Getting yelled at by {{user}} in the middle of Opera Lane on December 1st, after she forced me to take her to watch the Christmas lights being turned on wasn't part of the plan.
Back in first year, she forced me to be her friend and I would complain to my mom and dad about her being bossy, she would make me carry her bag, she would make me paint her nails on her dominant hand for being too difficult for her, she forced me to do basically everything for her.
I've never stopped complaining but it doesn't really bother me. For years, I've known she's had a crush on me for years, she doesn't try to hide it and pretend, I love her back, but I refuse to ask her out.
I don't know what we are. We hug, we kiss a few times after drinking too much at gaffers, I talk about her nicely to my mom sometimes and I show her to my dad sometimes too.

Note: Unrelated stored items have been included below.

//! Unique and foreign key constraints

use std::collections::{BTreeMap, BTreeSet};
use std::fmt;

use serde::{Deserialize, Serialize};

use crate::name;

/// Referential action of a foreign key
#[derive(Debug, Clone, Copy, PartialEq, Eq, Hash, Serialize, Deserialize)]
pub enum ReferentialAction {
    Cascade,
    SetNull,
    SetDefault,
    Restrict,
    NoAction,
}

impl ReferentialAction {
    /// Parses the SQL spelling (`ON DELETE <action>`)
    pub fn from_sql(action: &str) -> Option<Self> {
        match action.trim().to_uppercase().as_str() {
            "CASCADE" => Some(ReferentialAction::Cascade),
            "SET NULL" => Some(ReferentialAction::SetNull),
            "SET DEFAULT" => Some(ReferentialAction::SetDefault),
            "RESTRICT" => Some(ReferentialAction::Restrict),
            "NO ACTION" => Some(ReferentialAction::NoAction),
            _ => None,
        }
    }

    pub fn as_sql(&self) -> &'static str {
        match self {
            ReferentialAction::Cascade => "CASCADE",
            ReferentialAction::SetNull => "SET NULL",
            ReferentialAction::SetDefault => "SET DEFAULT",
            ReferentialAction::Restrict => "RESTRICT",
            ReferentialAction::NoAction => "NO ACTION",
        }
    }

    /// Collapses `RESTRICT` and `NO ACTION` into "unset": all three behave
    /// the same for comparison purposes.
    pub fn effective(action: Option<Self>) -> Option<Self> {
        match action {
            Some(ReferentialAction::Restrict | ReferentialAction::NoAction) | None => None,
            other => other,
        }
    }
}

impl fmt::Display for ReferentialAction {
    fn fmt(&self, f: &mut fmt::Formatter<'_>) -> fmt::Result {
        f.write_str(self.as_sql())
    }
}

/// A unique constraint over one or more columns
#[derive(Debug, Clone, PartialEq, Eq, Serialize, Deserialize)]
pub struct UniqueConstraint {
    pub name: String,
    pub columns: Vec<String>,
    #[serde(default)]
    pub flags: BTreeSet<String>,
    #[serde(default)]
    pub options: BTreeMap<String, String>,
}

impl UniqueConstraint {
    pub fn new<S: Into<String>>(name: impl Into<String>, columns: impl IntoIterator<Item = S>) -> Self {
        Self {
            name: name.into(),
            columns: columns.into_iter().map(Into::into).collect(),
            flags: BTreeSet::new(),
            options: BTreeMap::new(),
        }
    }

    pub fn with_flag(mut self, flag: impl AsRef<str>) -> Self {
        self.flags.insert(flag.as_ref().to_lowercase());
        self
    }

    pub fn normalized_name(&self) -> String {
        name::normalize(&self.name)
    }
}

/// A foreign key from local columns to columns of another table
///
/// Local and foreign columns pair up by position.
#[derive(Debug, Clone, PartialEq, Eq, Serialize, Deserialize)]
pub struct ForeignKeyConstraint {
    pub name: String,
    /// Owning table, filled in when the key is added to a table
    pub local_table: Option<String>,
    pub local_columns: Vec<String>,
    pub foreign_table: String,
    pub foreign_columns: Vec<String>,
    pub on_update: Option<ReferentialAction>,
    pub on_delete: Option<ReferentialAction>,
    #[serde(default)]
    pub options: BTreeMap<String, String>,
}

impl ForeignKeyConstraint {
    pub fn new<L, F>(
        name: impl Into<String>,
        local_columns: impl IntoIterator<Item = L>,
        foreign_table: impl Into<String>,
        foreign_columns: impl IntoIterator<Item = F>,
    ) -> Self
    where
        L: Into<String>,
        F: Into<String>,
    {
        Self {
            name: name.into(),
            local_table: None,
            local_columns: local_columns.into_iter().map(Into::into).collect(),
            foreign_table: foreign_table.into(),
            foreign_columns: foreign_columns.into_iter().map(Into::into).collect(),
            on_update: None,
            on_delete: None,
            options: BTreeMap::new(),
        }
    }

    pub fn on_update(mut self, action: ReferentialAction) -> Self {
        self.on_update = Some(action);
        self
    }

    pub fn on_delete(mut self, action: ReferentialAction) -> Self {
        self.on_delete = Some(action);
        self
    }

    pub fn normalized_name(&self) -> String {
        name::normalize(&self.name)
    }

    /// Normalized foreign table name without its namespace
    pub fn unqualified_foreign_table(&self) -> String {
        name::short_name(&self.foreign_table)
    }

    /// Normalized, possibly qualified, foreign table name
    pub fn normalized_foreign_table(&self) -> String {
        name::normalize_qualified(&self.foreign_table)
    }

    /// Whether this key points at the given (normalized or raw) table name
    pub fn references_table(&self, table: &str, default_namespace: Option<&str>) -> bool {
        name::shortest_name(&self.foreign_table, default_namespace)
            == name::shortest_name(table, default_namespace)
    }

    pub fn effective_on_update(&self) -> Option<ReferentialAction> {
        ReferentialAction::effective(self.on_update)
    }

    pub fn effective_on_delete(&self) -> Option<ReferentialAction> {
        ReferentialAction::effective(self.on_delete)
    }
}
fn is_autoincrement_sequence_in(schema: &Schema, sequence: &Sequence) -> bool {
    schema
        .tables()
        .any(|table| sequence.is_autoincrement_for(table))
}
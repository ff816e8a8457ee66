//! Effect oracles decide whether a column property difference matters

use schemata_core::{Column, ColumnProperty};
use thiserror::Error;

use super::renderer::{ColumnRenderer, RenderError};

/// Errors raised by an effect oracle
#[derive(Debug, Clone, PartialEq, Eq, Error)]
pub enum OracleError {
    /// The column declaration could not be rendered
    #[error("cannot render column declaration: {0}")]
    Render(#[from] RenderError),
    /// Failure reported by a caller supplied oracle
    #[error("{0}")]
    Other(String),
}

/// Decides whether two columns that differ in one property would produce a
/// different column on the target platform.
///
/// The comparator calls this once per raw property difference, with `a` being
/// the new column carrying the old value of `property` and `b` the new column.
pub trait ColumnEffectOracle {
    fn renders_differently(
        &self,
        property: &ColumnProperty,
        a: &Column,
        b: &Column,
    ) -> Result<bool, OracleError>;
}

/// Platform agnostic oracle: every metadata difference is significant
#[derive(Debug, Clone, Copy, Default)]
pub struct MetadataOracle;

impl ColumnEffectOracle for MetadataOracle {
    fn renders_differently(
        &self,
        property: &ColumnProperty,
        a: &Column,
        b: &Column,
    ) -> Result<bool, OracleError> {
        Ok(a.property_differs(property, b))
    }
}

/// Compares rendered column declarations.
///
/// Comments are compared separately when the renderer does not put them in
/// the declaration, because they still require a statement of their own.
#[derive(Debug, Clone)]
pub struct DeclarationOracle<R> {
    renderer: R,
}

impl<R: ColumnRenderer> DeclarationOracle<R> {
    pub fn new(renderer: R) -> Self {
        Self { renderer }
    }

    pub fn renderer(&self) -> &R {
        &self.renderer
    }
}

impl<R: ColumnRenderer> ColumnEffectOracle for DeclarationOracle<R> {
    fn renders_differently(
        &self,
        _property: &ColumnProperty,
        a: &Column,
        b: &Column,
    ) -> Result<bool, OracleError> {
        if self.renderer.column_declaration(a)? != self.renderer.column_declaration(b)? {
            return Ok(true);
        }
        Ok(!self.renderer.supports_inline_comments()
            && a.effective_comment() != b.effective_comment())
    }
}

impl<T: ColumnEffectOracle + ?Sized> ColumnEffectOracle for &T {
    fn renders_differently(
        &self,
        property: &ColumnProperty,
        a: &Column,
        b: &Column,
    ) -> Result<bool, OracleError> {
        (**self).renders_differently(property, a, b)
    }
}
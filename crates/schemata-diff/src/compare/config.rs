//! Comparator configuration

use serde::{Deserialize, Serialize};

use super::comparator::CompareResult;

/// Configuration for schema comparison
#[derive(Debug, Clone, PartialEq, Eq, Serialize, Deserialize)]
#[serde(default, deny_unknown_fields)]
pub struct CompareConfig {
    /// Whether to pair removed and added columns into renames
    pub detect_column_renames: bool,
    /// Whether to pair removed and added indexes into renames
    pub detect_index_renames: bool,
    /// Whether to compare foreign keys (and report orphaned ones)
    pub compare_foreign_keys: bool,
    /// Whether to compare sequences
    pub compare_sequences: bool,
    /// Whether to compare namespaces
    pub compare_namespaces: bool,
}

impl Default for CompareConfig {
    fn default() -> Self {
        Self {
            detect_column_renames: true,
            detect_index_renames: true,
            compare_foreign_keys: true,
            compare_sequences: true,
            compare_namespaces: true,
        }
    }
}

impl CompareConfig {
    /// Creates a new config with all options enabled
    pub fn new() -> Self {
        Self::default()
    }

    /// Parses a config from TOML; missing keys keep their defaults
    pub fn from_toml_str(source: &str) -> CompareResult<Self> {
        Ok(toml::from_str(source)?)
    }

    /// Reports renamed columns as a drop plus an add
    pub fn without_column_renames(mut self) -> Self {
        self.detect_column_renames = false;
        self
    }

    /// Reports renamed indexes as a drop plus an add
    pub fn without_index_renames(mut self) -> Self {
        self.detect_index_renames = false;
        self
    }

    /// Disables foreign key comparison
    pub fn without_foreign_keys(mut self) -> Self {
        self.compare_foreign_keys = false;
        self
    }

    /// Disables sequence comparison
    pub fn without_sequences(mut self) -> Self {
        self.compare_sequences = false;
        self
    }

    /// Disables namespace comparison
    pub fn without_namespaces(mut self) -> Self {
        self.compare_namespaces = false;
        self
    }
}
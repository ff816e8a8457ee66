//! Schemas: namespaces, tables and sequences

use std::collections::BTreeSet;

use indexmap::IndexMap;
use serde::{Deserialize, Serialize};

use crate::name;
use crate::sequence::Sequence;
use crate::table::Table;
use crate::{Result, SchemaError};

/// Naming context of a schema
#[derive(Debug, Clone, Default, PartialEq, Eq, Serialize, Deserialize)]
#[serde(default, deny_unknown_fields)]
pub struct SchemaConfig {
    /// Schema name, informational
    pub name: Option<String>,
    /// Namespace assumed for unqualified table and sequence names
    pub default_namespace: Option<String>,
}

impl SchemaConfig {
    pub fn new() -> Self {
        Self::default()
    }

    pub fn with_name(mut self, name: impl Into<String>) -> Self {
        self.name = Some(name.into());
        self
    }

    pub fn with_default_namespace(mut self, namespace: impl Into<String>) -> Self {
        self.default_namespace = Some(namespace.into());
        self
    }
}

/// A complete schema snapshot
///
/// Tables and sequences are keyed by their normalized name, qualified with
/// the default namespace when they are not qualified themselves.
#[derive(Debug, Clone, Default, PartialEq, Eq, Serialize, Deserialize)]
pub struct Schema {
    config: SchemaConfig,
    namespaces: BTreeSet<String>,
    tables: IndexMap<String, Table>,
    sequences: IndexMap<String, Sequence>,
}

impl Schema {
    pub fn new(config: SchemaConfig) -> Self {
        Self {
            config,
            ..Default::default()
        }
    }

    pub fn config(&self) -> &SchemaConfig {
        &self.config
    }

    pub fn default_namespace(&self) -> Option<&str> {
        self.config.default_namespace.as_deref()
    }

    fn key(&self, name: &str) -> String {
        name::qualify(name, self.default_namespace())
    }

    fn is_default_namespace(&self, namespace: &str) -> bool {
        self.default_namespace()
            .is_some_and(|default| name::normalize(default) == name::normalize(namespace))
    }

    // Namespaces

    /// Declares a namespace; declaring it twice is a no-op
    pub fn create_namespace(&mut self, namespace: &str) -> &mut Self {
        self.namespaces.insert(name::normalize(namespace));
        self
    }

    pub fn has_namespace(&self, namespace: &str) -> bool {
        self.namespaces.contains(&name::normalize(namespace))
    }

    pub fn namespaces(&self) -> impl Iterator<Item = &str> {
        self.namespaces.iter().map(String::as_str)
    }

    fn ensure_namespace(&mut self, namespace: Option<String>) {
        if let Some(namespace) = namespace
            && !self.is_default_namespace(&namespace)
        {
            self.namespaces.insert(namespace);
        }
    }

    // Tables

    /// Adds a table, declaring its namespace if needed
    pub fn add_table(&mut self, table: Table) -> Result<&mut Self> {
        let key = self.key(table.name());
        if self.tables.contains_key(&key) {
            return Err(SchemaError::TableAlreadyExists(table.name().to_string()));
        }
        self.ensure_namespace(table.namespace_name());
        self.tables.insert(key, table);
        Ok(self)
    }

    pub fn table(&self, name: &str) -> Option<&Table> {
        self.tables.get(&self.key(name))
    }

    pub fn table_mut(&mut self, name: &str) -> Option<&mut Table> {
        let key = self.key(name);
        self.tables.get_mut(&key)
    }

    pub fn has_table(&self, name: &str) -> bool {
        self.tables.contains_key(&self.key(name))
    }

    pub fn tables(&self) -> impl Iterator<Item = &Table> {
        self.tables.values()
    }

    pub fn drop_table(&mut self, name: &str) -> Result<Table> {
        let key = self.key(name);
        self.tables
            .shift_remove(&key)
            .ok_or_else(|| SchemaError::TableDoesNotExist(name.to_string()))
    }

    // Sequences

    pub fn add_sequence(&mut self, sequence: Sequence) -> Result<&mut Self> {
        let key = self.key(&sequence.name);
        if self.sequences.contains_key(&key) {
            return Err(SchemaError::SequenceAlreadyExists(sequence.name));
        }
        self.ensure_namespace(sequence.namespace_name());
        self.sequences.insert(key, sequence);
        Ok(self)
    }

    pub fn sequence(&self, name: &str) -> Option<&Sequence> {
        self.sequences.get(&self.key(name))
    }

    pub fn has_sequence(&self, name: &str) -> bool {
        self.sequences.contains_key(&self.key(name))
    }

    pub fn sequences(&self) -> impl Iterator<Item = &Sequence> {
        self.sequences.values()
    }

    pub fn drop_sequence(&mut self, name: &str) -> Result<Sequence> {
        let key = self.key(name);
        self.sequences
            .shift_remove(&key)
            .ok_or_else(|| SchemaError::SequenceDoesNotExist(name.to_string()))
    }
}

#[cfg(test)]
mod tests {
    use super::*;

    fn public_schema() -> Schema {
        Schema::new(SchemaConfig::new().with_default_namespace("public"))
    }

    #[test]
    fn test_table_lookup_with_default_namespace() {
        let mut schema = public_schema();
        schema.add_table(Table::new("users")).unwrap();

        assert!(schema.has_table("users"));
        assert!(schema.has_table("public.users"));
        assert!(schema.has_table("PUBLIC.\"Users\""));
        assert!(!schema.has_table("audit.users"));
    }

    #[test]
    fn test_duplicate_table_rejected() {
        let mut schema = public_schema();
        schema.add_table(Table::new("users")).unwrap();
        assert_eq!(
            schema.add_table(Table::new("public.users")).unwrap_err(),
            SchemaError::TableAlreadyExists("public.users".to_string())
        );
    }

    #[test]
    fn test_table_namespace_created_implicitly() {
        let mut schema = public_schema();
        schema.add_table(Table::new("audit.events")).unwrap();
        schema.add_table(Table::new("public.users")).unwrap();

        assert!(schema.has_namespace("AUDIT"));
        assert!(!schema.has_namespace("public"));
        assert_eq!(schema.namespaces().collect::<Vec<_>>(), vec!["audit"]);
    }

    #[test]
    fn test_sequences() {
        let mut schema = public_schema();
        schema
            .add_sequence(Sequence::new("billing.invoice_seq").with_allocation_size(10))
            .unwrap();

        assert!(schema.has_namespace("billing"));
        assert_eq!(
            schema.sequence("billing.invoice_seq").unwrap().allocation_size,
            10
        );
        assert!(schema.add_sequence(Sequence::new("billing.invoice_seq")).is_err());
        assert!(schema.drop_sequence("billing.invoice_seq").is_ok());
        assert!(schema.drop_sequence("billing.invoice_seq").is_err());
    }

    #[test]
    fn test_schema_config_deserializes() {
        let config: SchemaConfig =
            serde_json::from_str(r#"{"default_namespace": "public"}"#).unwrap();
        assert_eq!(config.default_namespace.as_deref(), Some("public"));
        assert_eq!(config.name, None);
    }
}
//! Schemata Core - vendor-neutral relational schema model
//!
//! This crate provides the value types the comparison engine works on:
//!
//! - `Table`, `Column`, `Index`, `UniqueConstraint`, `ForeignKeyConstraint`
//! - `Sequence` and `Schema`
//! - `TypeCatalog` - explicit mapping from type names to `LogicalType`
//!
//! Objects are plain snapshots. They are built by introspection code or by
//! hand and never mutated by the comparator.

mod column;
mod constraint;
mod error;
mod index;
pub mod name;
mod schema;
mod sequence;
mod table;
mod types;

pub use column::*;
pub use constraint::*;
pub use error::*;
pub use index::*;
pub use schema::*;
pub use sequence::*;
pub use table::*;
pub use types::*;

I keep putting it off, I won't give us a title because I don't want to fuck up and lose her. As much as I say I hate her, that I don't enjoy her company, that I don't feel my face burn when I catch her staring at me, that I don't want to be her friend, she still is my girl but I can't admit it. Not now, not ever.
She was saying last night that if I didn't go with her to see the lights get turned on in the city centre that she would ignore me all week and I said that was great and I'd have the best week of my life so she hung up after telling me to fuck off
Then I showed up at her house the next day, an hour before the lights were gonna be on and told her get ready. I have never seen her face light up so fast. We got into town with 5 minutes to spare which just proved how badly she wanted to see those fuckin' lights get turned on.
All the couples kissed when the lights got turned on and she just walked away because I wouldn't look her in the eyes. I didn't want to look at her because I knew I'd give in and kiss her. I wasn't drunk and neither was she so I couldn't even brush it off if i did.
I started chasing her through Patrick Street and into Opera Lane so I grabbed her arm and she started screaming at me
"Don't fucking touch me asshole! It's been 5 years and you still won't commit to me! What the fuck are we?! What are we- and don't you dare say we're just friends because we both know we aren't just friends! Tell me what we are Anthony Joseph Lynch! I know you like me back!"
She full named me. Not even my mother does that anymore. She full fucking named me and it scared me.
"I do like you back! I like you back so much baby!"
She slapped me hard across the face, and look, usually I would fight back but it was her so I kissed her.
Both my hands went to her face and both of her hands went to her side. I actually successfully shut her up and for once, I'd be able to remember a kiss
We pulled away when we needed air and before she could yell at me I had to just ask her.
"{{user}} please let me be your boyfriend. I haven't asked you out because I didn't want to mess anything up but I'd rather have you and try than not have you because I didn't try. I know I'm going to fuck up more than once because I can be a prick but please!"
She might not say yes, she might think I'm asking because she made a scene, she might say no because she is the pettiest and most agitating girl I've ever met, I just want her.